Stored items:
====

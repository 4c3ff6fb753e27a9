//! CSV loading for readings tables, threshold tables, and zone membership.
//!
//! Readings tables arrive with a units row directly under the header; that
//! row is skipped at read time. The first two columns are the station
//! identifier and the timestamp label, whatever their source names; they
//! are normalized to the canonical column names so the rest of the pipeline
//! never cares what the exporting system called them.

use polars::prelude::*;
use std::path::Path;
use tracing::debug;

use crate::constants::{KEY_COL_COUNT, STATION_COL, TIME_COL};
use crate::error::{Result, VocsError};
use crate::models::{ThresholdTable, ZoneRegistry};

fn read_csv(path: &Path, skip_units_row: bool) -> Result<DataFrame> {
    if !path.exists() {
        return Err(VocsError::InputNotFound {
            path: path.to_path_buf(),
        });
    }

    let skip = if skip_units_row { 1 } else { 0 };
    let df = CsvReadOptions::default()
        .with_has_header(true)
        .with_skip_rows_after_header(skip)
        .try_into_reader_with_file_path(Some(path.to_path_buf()))?
        .finish()?;

    debug!(
        "Read {} rows x {} columns from {}",
        df.height(),
        df.width(),
        path.display()
    );
    Ok(df)
}

/// Load one raw readings table.
///
/// The first two columns are renamed to [`STATION_COL`] and [`TIME_COL`];
/// every remaining column is a pollutant and is cast to Float64 so that
/// missing readings stay null rather than becoming zero.
pub fn read_readings(path: &Path) -> Result<DataFrame> {
    let mut df = read_csv(path, true)?;

    if df.width() <= KEY_COL_COUNT {
        return Err(VocsError::MalformedTable {
            path: path.to_path_buf(),
            reason: format!(
                "expected station and timestamp columns plus at least one pollutant, found {} columns",
                df.width()
            ),
        });
    }

    let names: Vec<String> = df
        .get_column_names_str()
        .iter()
        .map(|s| s.to_string())
        .collect();

    df.rename(&names[0], STATION_COL.into())?;
    df.rename(&names[1], TIME_COL.into())?;

    let station = df.column(STATION_COL)?.cast(&DataType::String)?;
    df.with_column(station)?;
    let timestamp = df.column(TIME_COL)?.cast(&DataType::String)?;
    df.with_column(timestamp)?;

    for name in names.iter().skip(KEY_COL_COUNT) {
        let casted = df.column(name)?.cast(&DataType::Float64)?;
        df.with_column(casted)?;
    }

    Ok(df)
}

/// Load a two-column (pollutant, threshold) table.
pub fn read_threshold_table(path: &Path, table_name: &str) -> Result<ThresholdTable> {
    let df = read_csv(path, false)?;
    ThresholdTable::from_dataframe(&df, table_name)
}

/// Load a two-column (station, zone) membership table.
pub fn read_zone_registry(path: &Path) -> Result<ZoneRegistry> {
    let df = read_csv(path, false)?;
    ZoneRegistry::from_dataframe(&df)
}
//! Command execution: logging setup, pipeline invocation, and reporting.

use colored::*;
use indicatif::{ProgressBar, ProgressStyle};
use std::time::Duration;
use tracing::{debug, info, warn};

use crate::cli::args::{Args, Commands, ProcessArgs, ValidateArgs};
use crate::error::{Result, VocsError};
use crate::models::check_severity_invariant;
use crate::pipeline::{Pipeline, RunStats};
use crate::reader::{read_threshold_table, read_zone_registry};

/// Dispatch the parsed arguments to their command.
pub async fn run(args: Args) -> Result<()> {
    setup_logging(&args)?;

    debug!("Command line arguments: {:?}", args);

    match args.command {
        Some(Commands::Process(process_args)) => run_process(process_args).await,
        Some(Commands::Validate(validate_args)) => run_validate(validate_args).await,
        None => Ok(()), // main prints the help screen before reaching here
    }
}

async fn run_process(args: ProcessArgs) -> Result<()> {
    let config = args.to_config();
    info!(
        "Processing period '{}' from {} readings table(s)",
        config.period,
        config.inputs.len()
    );

    tokio::fs::create_dir_all(&config.output_dir).await?;

    let spinner = ProgressBar::new_spinner();
    spinner.set_style(
        ProgressStyle::default_spinner()
            .template("{spinner:.green} {msg}")
            .expect("static spinner template is valid"),
    );
    spinner.set_message(format!("Computing statistics for {}", config.period));
    spinner.enable_steady_tick(Duration::from_millis(120));

    let pipeline = Pipeline::new(config);
    let result = tokio::task::spawn_blocking(move || pipeline.run())
        .await
        .map_err(|e| VocsError::configuration(format!("pipeline task failed: {}", e)))?;
    spinner.finish_and_clear();

    let stats = result?;
    report_stats(&stats);

    if stats.is_success() {
        Ok(())
    } else {
        Err(VocsError::configuration(format!(
            "{} of {} output tables failed",
            stats.failures.len(),
            stats.failures.len() + stats.tables_written.len()
        )))
    }
}

async fn run_validate(args: ValidateArgs) -> Result<()> {
    let level_2 = read_threshold_table(&args.level_2, "level-2")?;
    let level_3 = read_threshold_table(&args.level_3, "level-3")?;
    check_severity_invariant(&level_2, &level_3)?;

    for entry in level_2.entries() {
        if !level_3.contains(&entry.pollutant) {
            warn!(
                "Pollutant '{}' has a level-2 threshold but no level-3 threshold",
                entry.pollutant
            );
        }
    }

    let registry = read_zone_registry(&args.zones)?;

    println!("{}", "Configuration is consistent".bright_green().bold());
    println!(
        "  {} level-2 thresholds, {} level-3 thresholds",
        level_2.len(),
        level_3.len()
    );
    for zone in registry.zones() {
        println!("  zone '{}': {} station(s)", zone.name, zone.stations.len());
    }
    Ok(())
}

fn report_stats(stats: &RunStats) {
    println!("{}", "Processing complete".bright_green().bold());
    println!(
        "  {} rows merged, {} stations, {} pollutants, {:.2}s",
        stats.merged_rows,
        stats.stations,
        stats.pollutants,
        stats.processing_time.as_secs_f64()
    );
    println!("  {} table(s) written:", stats.tables_written.len());
    for (table, path) in &stats.tables_written {
        println!("    {} -> {}", table, path.display());
    }
    if !stats.failures.is_empty() {
        println!(
            "{}",
            format!("  {} table(s) failed:", stats.failures.len())
                .bright_red()
                .bold()
        );
        for (table, reason) in &stats.failures {
            println!("    {}: {}", table.bright_red(), reason);
        }
    }
}

/// Configure tracing output from the verbosity flags.
fn setup_logging(args: &Args) -> Result<()> {
    use tracing_subscriber::{EnvFilter, fmt, layer::SubscriberExt, util::SubscriberInitExt};

    let filter = EnvFilter::try_from_default_env()
        .unwrap_or_else(|_| EnvFilter::new(format!("vocs_processor={}", args.log_level())));

    tracing_subscriber::registry()
        .with(filter)
        .with(fmt::layer().with_target(false))
        .try_init()
        .map_err(|e| VocsError::configuration(format!("failed to initialize logging: {}", e)))?;

    Ok(())
}
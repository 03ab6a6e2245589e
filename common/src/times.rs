use std::fmt;

use indexmap::IndexMap;
use serde::{Deserialize, Serialize};

/// Execution times per method, keyed in first-seen order.
///
/// Each value sequence lines up positionally with the configured categories.
#[derive(Debug, Default, Clone, PartialEq, Eq, Serialize, Deserialize)]
#[serde(transparent)]
pub struct ExecutionTimes(IndexMap<String, Vec<i64>>);

/// A method whose value count did not match the category count
#[derive(Debug, Clone, PartialEq, Eq)]
pub struct LengthMismatch {
    pub method: String,
    pub found: usize,
    pub expected: usize,
}

impl fmt::Display for LengthMismatch {
    fn fmt(&self, f: &mut fmt::Formatter<'_>) -> fmt::Result {
        write!(
            f,
            "{} has {} values instead of {}",
            self.method, self.found, self.expected
        )
    }
}

impl ExecutionTimes {
    pub fn new() -> Self {
        Self::default()
    }

    /// A repeated method keeps its original position, only the values are replaced.
    pub(crate) fn insert(&mut self, method: impl Into<String>, times: Vec<i64>) {
        self.0.insert(method.into(), times);
    }

    pub fn get(&self, method: &str) -> Option<&[i64]> {
        self.0.get(method).map(Vec::as_slice)
    }

    pub fn len(&self) -> usize {
        self.0.len()
    }

    pub fn is_empty(&self) -> bool {
        self.0.is_empty()
    }

    pub fn methods(&self) -> impl Iterator<Item = &str> {
        self.0.keys().map(String::as_str)
    }

    pub fn iter(&self) -> impl Iterator<Item = (&str, &[i64])> {
        self.0.iter().map(|(k, v)| (k.as_str(), v.as_slice()))
    }

    /// Right-pads (or truncates) every value sequence to `expected` entries.
    ///
    /// Returns the adjusted copy along with one [`LengthMismatch`] per method that had to change.
    pub fn normalize(&self, expected: usize) -> (Self, Vec<LengthMismatch>) {
        let mut mismatches = Vec::new();
        let normalized = self
            .0
            .iter()
            .map(|(method, values)| {
                let mut values = values.clone();
                if values.len() != expected {
                    mismatches.push(LengthMismatch {
                        method: method.clone(),
                        found: values.len(),
                        expected,
                    });
                    fit_values(&mut values, expected);
                }
                (method.clone(), values)
            })
            .collect();
        (Self(normalized), mismatches)
    }
}

impl FromIterator<(String, Vec<i64>)> for ExecutionTimes {
    fn from_iter<T: IntoIterator<Item = (String, Vec<i64>)>>(iter: T) -> Self {
        Self(iter.into_iter().collect())
    }
}

pub(crate) fn fit_values(values: &mut Vec<i64>, expected: usize) {
    values.resize(expected, 0);
}
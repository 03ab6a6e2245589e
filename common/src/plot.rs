use core::fmt::Debug;
use std::path::{Path, PathBuf};

use downcast_rs::{Downcast, impl_downcast};
use dyn_clone::{DynClone, clone_trait_object};
use eyre::{Context, Result};
use tracing::debug;

use crate::{
    chart::{ChartModel, build_chart},
    config::Config,
    times::ExecutionTimes,
    util::ensure_dirs,
};

/// Everything a [`Plot`] needs to produce its output
#[derive(Debug)]
pub struct PlotContext<'a> {
    /// Name of the experiment, from the config
    pub name: &'a str,
    /// Parsed times, not yet normalized
    pub times: &'a ExecutionTimes,
    pub categories: &'a [String],
    pub chart: &'a ChartModel,
    /// Directory the outputs are written to, ie. results/
    pub plot_path: &'a Path,
}

#[typetag::serde(tag = "type")]
pub trait Plot: Debug + DynClone + Downcast + Send + Sync {
    /// Name of the plot, for identification
    fn name(&self) -> &'static str;
    /// Writes the plot below [`PlotContext::plot_path`]
    ///
    /// Returns the files that were written.
    fn plot(&self, ctx: &PlotContext<'_>) -> Result<Vec<PathBuf>>;
}
clone_trait_object!(Plot);
impl_downcast!(Plot);

/// Lays out the chart once and hands it to every plot.
///
/// Nothing is written when `times` is empty.
pub fn plot(
    plots: &[Box<dyn Plot>],
    config: &Config,
    times: &ExecutionTimes,
    plot_path: &Path,
) -> Result<Vec<PathBuf>> {
    let Some(chart) = build_chart(times, &config.chart_config()) else {
        return Ok(Vec::new());
    };
    if plots.is_empty() {
        debug!("No plots");
        return Ok(Vec::new());
    }
    ensure_dirs(&[plot_path.to_owned()])?;

    let ctx = PlotContext {
        name: &config.name,
        times,
        categories: &config.categories,
        chart: &chart,
        plot_path,
    };

    let mut written = Vec::new();
    for plot in plots {
        debug!("Running plot {}", plot.name());
        let files = plot
            .plot(&ctx)
            .with_context(|| format!("Plot {}", plot.name()))?;
        written.extend(files);
    }
    Ok(written)
}

#[cfg(test)]
mod tests {
    use super::*;
    use crate::{chart::EMPTY_DIAGNOSTIC, util::capture_logs};

    #[test]
    fn empty_times_are_reported_without_plots() {
        let dir = tempfile::tempdir().unwrap();
        let plot_path = dir.path().join("results");
        let (written, logs) = capture_logs(|| {
            plot(&[], &Config::default(), &ExecutionTimes::new(), &plot_path)
        });

        assert!(written.unwrap().is_empty());
        assert!(logs.contains(EMPTY_DIAGNOSTIC));
        assert!(!plot_path.exists());
    }
}
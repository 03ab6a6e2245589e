use std::{
    fs,
    path::{Path, PathBuf},
};

use common::{
    chart::ChartModel,
    plot::{Plot, PlotContext},
    util::{file_name, write_plot_data},
};
use eyre::{ContextCompat, Result, bail};
use plotters::{
    coord::Shift,
    prelude::*,
    style::text_anchor::{HPos, Pos, VPos},
};
use serde::{Deserialize, Serialize};
use tracing::debug;

const FONT: &str = "sans-serif";

/// Grouped bar chart of the execution times, one bar per method in every category
#[derive(Debug, Clone, Serialize, Deserialize)]
#[serde(deny_unknown_fields, default)]
pub struct GroupedBar {
    /// Output file below the plot directory, `<name>.svg` when unset.
    /// The extension selects the backend.
    pub filename: Option<String>,
    pub width: u32,
    pub height: u32,
}

impl Default for GroupedBar {
    fn default() -> Self {
        Self {
            filename: None,
            width: 1024,
            height: 768,
        }
    }
}

#[derive(Debug, Clone, Copy, PartialEq, Eq)]
pub enum ChartFormat {
    Svg,
    Png,
}

impl ChartFormat {
    pub fn from_path(path: &Path) -> Result<Self> {
        let ext = path
            .extension()
            .and_then(|ext| ext.to_str())
            .with_context(|| format!("No chart format in {path:?}"))?;
        match ext.to_ascii_lowercase().as_str() {
            "svg" => Ok(Self::Svg),
            "png" => Ok(Self::Png),
            other => bail!("Unsupported chart format {other}"),
        }
    }
}

#[typetag::serde]
impl Plot for GroupedBar {
    fn name(&self) -> &'static str {
        "grouped-bar"
    }

    fn plot(&self, ctx: &PlotContext<'_>) -> Result<Vec<PathBuf>> {
        let filepath = match &self.filename {
            Some(filename) => ctx.plot_path.join(filename),
            None => ctx.plot_path.join(format!("{}.svg", ctx.name)),
        };
        let format = ChartFormat::from_path(&filepath)?;
        if let Some(parent) = filepath.parent()
            && !parent.exists()
        {
            fs::create_dir_all(parent)?;
        }

        let data_path = write_plot_data(ctx.plot_path, file_name(&filepath)?, ctx.chart)?;

        let size = (self.width, self.height);
        match format {
            ChartFormat::Svg => draw(SVGBackend::new(&filepath, size).into_drawing_area(), ctx.chart)?,
            ChartFormat::Png => {
                draw(BitMapBackend::new(&filepath, size).into_drawing_area(), ctx.chart)?
            }
        }
        debug!("Wrote {}", filepath.display());
        Ok(vec![filepath, data_path])
    }
}

/// Draws `chart` onto `root` and flushes the backend
pub fn draw<DB: DrawingBackend>(root: DrawingArea<DB, Shift>, chart: &ChartModel) -> Result<()>
where
    DB::ErrorType: 'static,
{
    root.fill(&WHITE)?;

    let (x_min, x_max) = chart.x_range;
    let (y_min, y_max) = chart.y_range;
    let mut ctx = ChartBuilder::on(&root)
        .caption(&chart.title, (FONT, 28).into_font())
        .margin(20)
        .x_label_area_size(60)
        .y_label_area_size(70)
        .build_cartesian_2d(x_min..x_max, y_min..y_max)?;

    ctx.configure_mesh()
        .disable_x_mesh()
        .x_label_formatter(&|_| String::new())
        .y_label_formatter(&|y| format!("{y:.0}"))
        .x_desc(&chart.x_label)
        .y_desc(&chart.y_label)
        .axis_desc_style((FONT, 18).into_font())
        .draw()?;

    for (idx, series) in chart.series.iter().enumerate() {
        let color = Palette99::pick(idx).mix(0.9);
        ctx.draw_series(series.bars.iter().map(|bar| {
            let half = bar.width / 2.0;
            Rectangle::new(
                [(bar.x - half, 0.0), (bar.x + half, bar.height as f64)],
                color.filled(),
            )
        }))?
        .label(&series.label)
        .legend(move |(x, y)| Rectangle::new([(x, y - 5), (x + 10, y + 5)], color.filled()));
    }

    // Category labels sit under arbitrary x positions, so they are drawn by hand
    let tick_style = TextStyle::from((FONT, 16).into_font()).pos(Pos::new(HPos::Center, VPos::Top));
    for tick in &chart.ticks {
        let (x, y) = ctx.backend_coord(&(tick.x, y_min));
        root.draw(&Text::new(tick.label.as_str(), (x, y + 8), tick_style.clone()))?;
    }

    ctx.configure_series_labels()
        .position(SeriesLabelPosition::UpperRight)
        .background_style(WHITE.mix(0.8))
        .border_style(BLACK)
        .draw()?;

    root.present()?;
    Ok(())
}

#[cfg(test)]
mod tests {
    use super::*;
    use common::{
        chart::{ChartConfig, build_chart},
        times::ExecutionTimes,
    };

    #[test]
    fn format_follows_extension() {
        assert_eq!(ChartFormat::from_path(Path::new("a/b.svg")).unwrap(), ChartFormat::Svg);
        assert_eq!(ChartFormat::from_path(Path::new("b.PNG")).unwrap(), ChartFormat::Png);
        assert!(ChartFormat::from_path(Path::new("b.gif")).is_err());
        assert!(ChartFormat::from_path(Path::new("chart")).is_err());
    }

    #[test]
    fn unsupported_format_writes_nothing() {
        let dir = tempfile::tempdir().unwrap();
        let times: ExecutionTimes = [("Threads".to_owned(), vec![40, 90, 31])]
            .into_iter()
            .collect();
        let chart = build_chart(&times, &ChartConfig::default()).unwrap();
        let categories = ChartConfig::default().categories;
        let ctx = PlotContext {
            name: "execution-times",
            times: &times,
            categories: &categories,
            chart: &chart,
            plot_path: dir.path(),
        };

        let plot = GroupedBar {
            filename: Some("chart.gif".to_owned()),
            ..Default::default()
        };
        let err = plot.plot(&ctx).unwrap_err();
        assert_eq!(err.to_string(), "Unsupported chart format gif");
        assert!(!dir.path().join("plot_data").exists());
    }

    #[test]
    fn settings_from_json() {
        let plot: GroupedBar = serde_json::from_str(r#"{"filename": "times.png"}"#).unwrap();
        assert_eq!(plot.filename.as_deref(), Some("times.png"));
        assert_eq!((plot.width, plot.height), (1024, 768));
    }
}
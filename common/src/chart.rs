//! Layout of a grouped bar chart, kept apart from any drawing backend.
//!
//! Category `j` owns the slot at `x = j`. Within a slot the bar of method `i`
//! sits at `j + i * bar_width`, and the tick label is placed one bar width into the slot.

use serde::{Deserialize, Serialize};
use tracing::{debug, warn};

use crate::{config::default_categories, times::ExecutionTimes};

pub const EMPTY_DIAGNOSTIC: &str = "No valid execution times found. Check file format.";

/// Headroom above the tallest bar
const Y_HEADROOM: f64 = 1.1;

#[derive(Debug, Clone, PartialEq, Serialize, Deserialize)]
pub struct ChartConfig {
    pub categories: Vec<String>,
    pub display_labels: Option<Vec<String>>,
    pub bar_width: f64,
    pub title: String,
    pub x_label: String,
    pub y_label: String,
}

impl Default for ChartConfig {
    fn default() -> Self {
        Self {
            categories: default_categories(),
            display_labels: None,
            bar_width: 0.2,
            title: "Execution Time Comparison".to_owned(),
            x_label: "Computation Type".to_owned(),
            y_label: "Execution Time (ms)".to_owned(),
        }
    }
}

impl ChartConfig {
    pub fn tick_labels(&self) -> &[String] {
        self.display_labels
            .as_deref()
            .unwrap_or(self.categories.as_slice())
    }
}

#[derive(Debug, Clone, PartialEq, Serialize)]
pub struct Bar {
    /// Centre of the bar
    pub x: f64,
    pub width: f64,
    pub height: i64,
}

#[derive(Debug, Clone, PartialEq, Serialize)]
pub struct Tick {
    pub x: f64,
    pub label: String,
}

/// Bars of one method, one per category
#[derive(Debug, Clone, PartialEq, Serialize)]
pub struct Series {
    pub label: String,
    pub bars: Vec<Bar>,
}

#[derive(Debug, Clone, PartialEq, Serialize)]
pub struct ChartModel {
    pub title: String,
    pub x_label: String,
    pub y_label: String,
    pub ticks: Vec<Tick>,
    pub series: Vec<Series>,
    pub x_range: (f64, f64),
    pub y_range: (f64, f64),
}

/// Lays out `data` as a grouped bar chart.
///
/// Returns [`None`] when there is nothing to draw. Methods whose value count
/// differs from the category count are padded with zeros (or truncated) and
/// a warning is logged for each.
pub fn build_chart(data: &ExecutionTimes, config: &ChartConfig) -> Option<ChartModel> {
    if data.is_empty() {
        warn!("{EMPTY_DIAGNOSTIC}");
        return None;
    }

    let num_categories = config.categories.len();
    let (data, mismatches) = data.normalize(num_categories);
    for mismatch in &mismatches {
        warn!("{mismatch}");
    }

    let width = config.bar_width;
    let num_methods = data.len();

    let series = data
        .iter()
        .enumerate()
        .map(|(i, (method, values))| {
            let bars: Vec<Bar> = values
                .iter()
                .enumerate()
                .map(|(j, &height)| Bar {
                    x: j as f64 + i as f64 * width,
                    width,
                    height,
                })
                .collect();
            debug!(
                "Method: {method} x={:?} times={values:?}",
                bars.iter().map(|b| b.x).collect::<Vec<_>>()
            );
            Series {
                label: method.to_owned(),
                bars,
            }
        })
        .collect::<Vec<_>>();

    let ticks = config
        .tick_labels()
        .iter()
        .enumerate()
        .map(|(j, label)| Tick {
            x: j as f64 + width,
            label: label.clone(),
        })
        .collect();

    let (lowest, highest) = data
        .iter()
        .flat_map(|(_, values)| values.iter().copied())
        .fold((0, 0), |(lo, hi), v| (lo.min(v), hi.max(v)));
    let y_range = (
        lowest as f64 * Y_HEADROOM,
        (highest as f64 * Y_HEADROOM).max(1.0),
    );
    // Ticks sit one bar width in, so keep room for them with a single method
    let x_range = (
        -width,
        num_categories.saturating_sub(1) as f64 + num_methods.max(2) as f64 * width,
    );

    Some(ChartModel {
        title: config.title.clone(),
        x_label: config.x_label.clone(),
        y_label: config.y_label.clone(),
        ticks,
        series,
        x_range,
        y_range,
    })
}
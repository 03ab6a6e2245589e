use std::{
    fs,
    path::{Path, PathBuf},
};

use eyre::{Context, Result, bail, ensure};
use serde::{Deserialize, Serialize};

use crate::{
    chart::ChartConfig,
    parse::{ParseOptions, ParseStrategy, ShortRecordPolicy},
    plot::Plot,
};

pub const DEFAULT_INPUT: &str = "execution_times.txt";

pub fn default_categories() -> Vec<String> {
    ["Matrix", "Merge", "Primes"].map(str::to_owned).to_vec()
}

#[derive(Debug, Clone, Serialize, Deserialize)]
#[serde(deny_unknown_fields, default)]
pub struct Config {
    pub name: String,
    pub input_path: PathBuf,
    pub output_dir: PathBuf,
    pub categories: Vec<String>,
    /// Tick labels shown instead of the category names
    pub display_labels: Option<Vec<String>>,
    pub bar_width: f64,
    pub strategy: ParseStrategy,
    pub skip_header: bool,
    pub short_records: ShortRecordPolicy,
    pub title: String,
    pub x_label: String,
    pub y_label: String,
    pub plots: Option<Vec<Box<dyn Plot>>>,
}

impl Default for Config {
    fn default() -> Self {
        Self {
            name: "execution-times".to_owned(),
            input_path: PathBuf::from(DEFAULT_INPUT),
            output_dir: PathBuf::from("results"),
            categories: default_categories(),
            display_labels: None,
            bar_width: 0.2,
            strategy: ParseStrategy::default(),
            skip_header: true,
            short_records: ShortRecordPolicy::default(),
            title: "Execution Time Comparison".to_owned(),
            x_label: "Computation Type".to_owned(),
            y_label: "Execution Time (ms)".to_owned(),
            plots: None,
        }
    }
}

impl Config {
    pub fn from_yaml(yaml: &str) -> Result<Self> {
        let config: Config = serde_yml::from_str(yaml).context("Parse config yaml")?;
        config.validate()?;
        Ok(config)
    }

    pub fn load(path: &Path) -> Result<Self> {
        let yaml = fs::read_to_string(path)
            .with_context(|| format!("Read config {}", path.display()))?;
        Self::from_yaml(&yaml).with_context(|| format!("Load config {}", path.display()))
    }

    pub fn validate(&self) -> Result<()> {
        ensure!(!self.categories.is_empty(), "At least one category is required");
        if !(self.bar_width.is_finite() && self.bar_width > 0.0) {
            bail!("Bar width must be positive, got {}", self.bar_width);
        }
        if let Some(labels) = &self.display_labels {
            ensure!(
                labels.len() == self.categories.len(),
                "Got {} display labels for {} categories",
                labels.len(),
                self.categories.len()
            );
        }
        Ok(())
    }

    pub fn parse_options(&self) -> ParseOptions {
        ParseOptions {
            strategy: self.strategy,
            categories: self.categories.clone(),
            skip_header: self.skip_header,
            short_records: self.short_records,
        }
    }

    pub fn chart_config(&self) -> ChartConfig {
        ChartConfig {
            categories: self.categories.clone(),
            display_labels: self.display_labels.clone(),
            bar_width: self.bar_width,
            title: self.title.clone(),
            x_label: self.x_label.clone(),
            y_label: self.y_label.clone(),
        }
    }
}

====

▸ TASK ITEM
Reproduce only the lines above spanning from the line containing "pub fn read_zone_registry(path: &Path)" through the line containing "ProgressStyle::default_spinner()", word for word.

▸ SOLUTION FOR THIS EXERCISE
pub fn read_zone_registry(path: &Path) -> Result<ZoneRegistry> {
    let df = read_csv(path, false)?;
    ZoneRegistry::from_dataframe(&df)
}
//! Command execution: logging setup, pipeline invocation, and reporting.

use colored::*;
use indicatif::{ProgressBar, ProgressStyle};
use std::time::Duration;
use tracing::{debug, info, warn};

use crate::cli::args::{Args, Commands, ProcessArgs, ValidateArgs};
use crate::error::{Result, VocsError};
use crate::models::check_severity_invariant;
use crate::pipeline::{Pipeline, RunStats};
use crate::reader::{read_threshold_table, read_zone_registry};

/// Dispatch the parsed arguments to their command.
pub async fn run(args: Args) -> Result<()> {
    setup_logging(&args)?;

    debug!("Command line arguments: {:?}", args);

    match args.command {
        Some(Commands::Process(process_args)) => run_process(process_args).await,
        Some(Commands::Validate(validate_args)) => run_validate(validate_args).await,
        None => Ok(()), // main prints the help screen before reaching here
    }
}

async fn run_process(args: ProcessArgs) -> Result<()> {
    let config = args.to_config();
    info!(
        "Processing period '{}' from {} readings table(s)",
        config.period,
        config.inputs.len()
    );

    tokio::fs::create_dir_all(&config.output_dir).await?;

    let spinner = ProgressBar::new_spinner();
    spinner.set_style(
        ProgressStyle::default_spinner()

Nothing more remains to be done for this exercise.